The mayor said his goal is to have the $3.2 billion San Diego City Employees Retirement System “operating in a financially sound manner” by 2008. The mayor’s proposal included:

  • Adopting a repayment schedule to close the pension shortfall within 15 yearsbeginning in July 2008. Currently, the pension deficit is on a 30-year amortization schedule.
  • As part of that effort, selling $200 million or more in pension obligation bonds within the next year. The city reform committee had called for borrowing $600 million over three years, but a pending audit and ongoing investigation of city finances is keeping the City Council from selling bonds.

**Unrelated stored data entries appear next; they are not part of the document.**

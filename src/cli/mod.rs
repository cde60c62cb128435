// src/cli/mod.rs
use std::ffi::OsString;
use std::path::PathBuf;

use clap::{CommandFactory, Parser};

pub mod handlers;
pub mod interactive;

#[derive(Parser, Debug, Default)]
#[command(
    name = "pwgen",
    author,
    version,
    about = "Random password generator with adjustable complexity",
    long_about = None,
    after_help = "Long options also accept a single dash, e.g. -no-special or -exclude-ambiguous.\n\n\
Examples:\n  \
pwgen -l 16                       16-character password\n  \
pwgen -l 20 -no-special           no special characters\n  \
pwgen -l 12 -c 5                  five passwords\n  \
pwgen -s -l 10                    letters and digits only\n  \
pwgen -complex                    every character type, at least 20 long\n  \
pwgen -l 16 -c 3 -o passwords.txt save three passwords to a file\n  \
pwgen -l 10 -custom-chars \"abc123!@#\"\n  \
pwgen -d -words 6 -capitalize     six-word diceware passphrase"
)]
pub struct Args {
    /// Interactive mode
    #[arg(short = 'i', long = "interactive")]
    pub interactive: bool,

    /// Password length (default: 12)
    #[arg(short = 'l', long = "length", value_name = "N")]
    pub length: Option<usize>,

    /// Number of passwords to generate (default: 1)
    #[arg(short = 'c', long = "count", value_name = "N")]
    pub count: Option<usize>,

    /// Do not use uppercase letters
    #[arg(long = "no-uppercase")]
    pub no_uppercase: bool,

    /// Do not use digits
    #[arg(long = "no-digits")]
    pub no_digits: bool,

    /// Do not use special characters
    #[arg(long = "no-special")]
    pub no_special: bool,

    /// Exclude look-alike characters (0, O, l, 1, I)
    #[arg(long = "exclude-ambiguous")]
    pub exclude_ambiguous: bool,

    /// Simple mode: letters and digits only, no look-alikes
    #[arg(short = 's', long = "simple")]
    pub simple: bool,

    /// Complex mode: every character type, length at least 20
    #[arg(long = "complex")]
    pub complex: bool,

    /// Save the passwords to a file
    #[arg(short = 'o', long = "output", value_name = "FILE")]
    pub output: Option<PathBuf>,

    /// Show a strength estimate for each password
    #[arg(long = "show-strength")]
    pub show_strength: bool,

    /// Build passwords from this character set only
    #[arg(long = "custom-chars", value_name = "CHARS", allow_hyphen_values = true)]
    pub custom_chars: Option<String>,

    /// Diceware mode (memorable passphrases)
    #[arg(short = 'd', long = "diceware")]
    pub diceware: bool,

    /// Number of diceware words (default: 5)
    #[arg(long = "words", value_name = "N")]
    pub words: Option<usize>,

    /// Separator between diceware words (default: "-")
    #[arg(long = "separator", value_name = "SEP", allow_hyphen_values = true)]
    pub separator: Option<String>,

    /// Capitalize the first letter of every word
    #[arg(long = "capitalize")]
    pub capitalize: bool,

    /// Append a random number to the passphrase
    #[arg(long = "add-number")]
    pub add_number: bool,

    /// Print the result as JSON
    #[arg(long)]
    pub json: bool,

    /// Seed for a reproducible run
    #[arg(long, hide = true)]
    pub seed: Option<u64>,
}

/// Rewrite single-dash long options (`-no-digits`, `-words=4`) into their
/// double-dash form so clap can parse them. Only names that match a known
/// long option are touched; everything else passes through as is, and so
/// does the argument following an option that takes a value.
pub fn normalize_args<I>(args: I) -> Vec<OsString>
where
    I: IntoIterator<Item = OsString>,
{
    let mut command = Args::command();
    // adds the generated --help and --version
    command.build();

    let long_names: Vec<&str> = command.get_arguments().filter_map(|a| a.get_long()).collect();

    // every spelling that consumes the next argument
    let mut value_options: Vec<String> = Vec::new();
    for arg in command.get_arguments().filter(|a| a.get_action().takes_values()) {
        if let Some(long) = arg.get_long() {
            value_options.push(format!("-{}", long));
            value_options.push(format!("--{}", long));
        }
        if let Some(short) = arg.get_short() {
            value_options.push(format!("-{}", short));
        }
    }

    let mut normalized = Vec::new();
    let mut passthrough = false;
    let mut takes_value = false;

    for arg in args {
        if passthrough || takes_value {
            takes_value = false;
            normalized.push(arg);
            continue;
        }

        takes_value = arg
            .to_str()
            .map_or(false, |s| value_options.iter().any(|option| option == s));

        let rewritten = arg.to_str().and_then(|s| {
            if s == "--" {
                return None;
            }
            let body = s.strip_prefix('-')?;
            if body.starts_with('-') || body.len() < 2 {
                return None;
            }
            let name = body.split('=').next().unwrap_or(body);
            long_names.contains(&name).then(|| OsString::from(format!("-{}", s)))
        });

        if arg == "--" {
            passthrough = true;
        }
        normalized.push(rewritten.unwrap_or(arg));
    }

    normalized
}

Murphy said the pension bond issue will take six months to prepare, and hopes the city can re-enter the bond market by then.
  • Reducing the retirement board to 11 members from 13, while making trustees with a direct stake in pension finances a minority of the panel. Most of the trustees are now in that position.
  • City Council approval of a settlement of a lawsuit by retirees who allege the 2002 underfunding deal was illegal.

“This may not be the last thing we suggest, but I think it’s a good beginning at protecting the financial stability of the city’s pension system,” Murphy said in presenting his plan. “These proposals address problems of the past, the present and the future.”

Pension trustee Diann Shipione was sharply critical of Murphy’s plan. “Nobody ever wants to talk about the money. Where’s the $1 billion going to come from to pay off the deficit, much less the huge annual contributions thereafter?” asked Shipione, an investment adviser.

The city is now unable to raise cash by issuing bonds because of an ongoing audit of city books, plus a probe of city finances by the FBI and Securities and Exchange Commission. Federal investigators are looking into errors and omissions including less-than-full portrayals of the city’s pension troubles in financial statements provided to bond investors.

Regarding makeup of the pension board, the Pension Reform Committee had recommended a seven-member panel of financial professionals appointed by the mayor and council.  Today, nine of the board’s 13 members are employees, managers, union representatives and a retiree – all with a stake in pension benefits and finances.

Murphy’s compromise: A board of six independent professionals, with the five remaining slots divvied up among employees, union representatives, a manager and a retiree.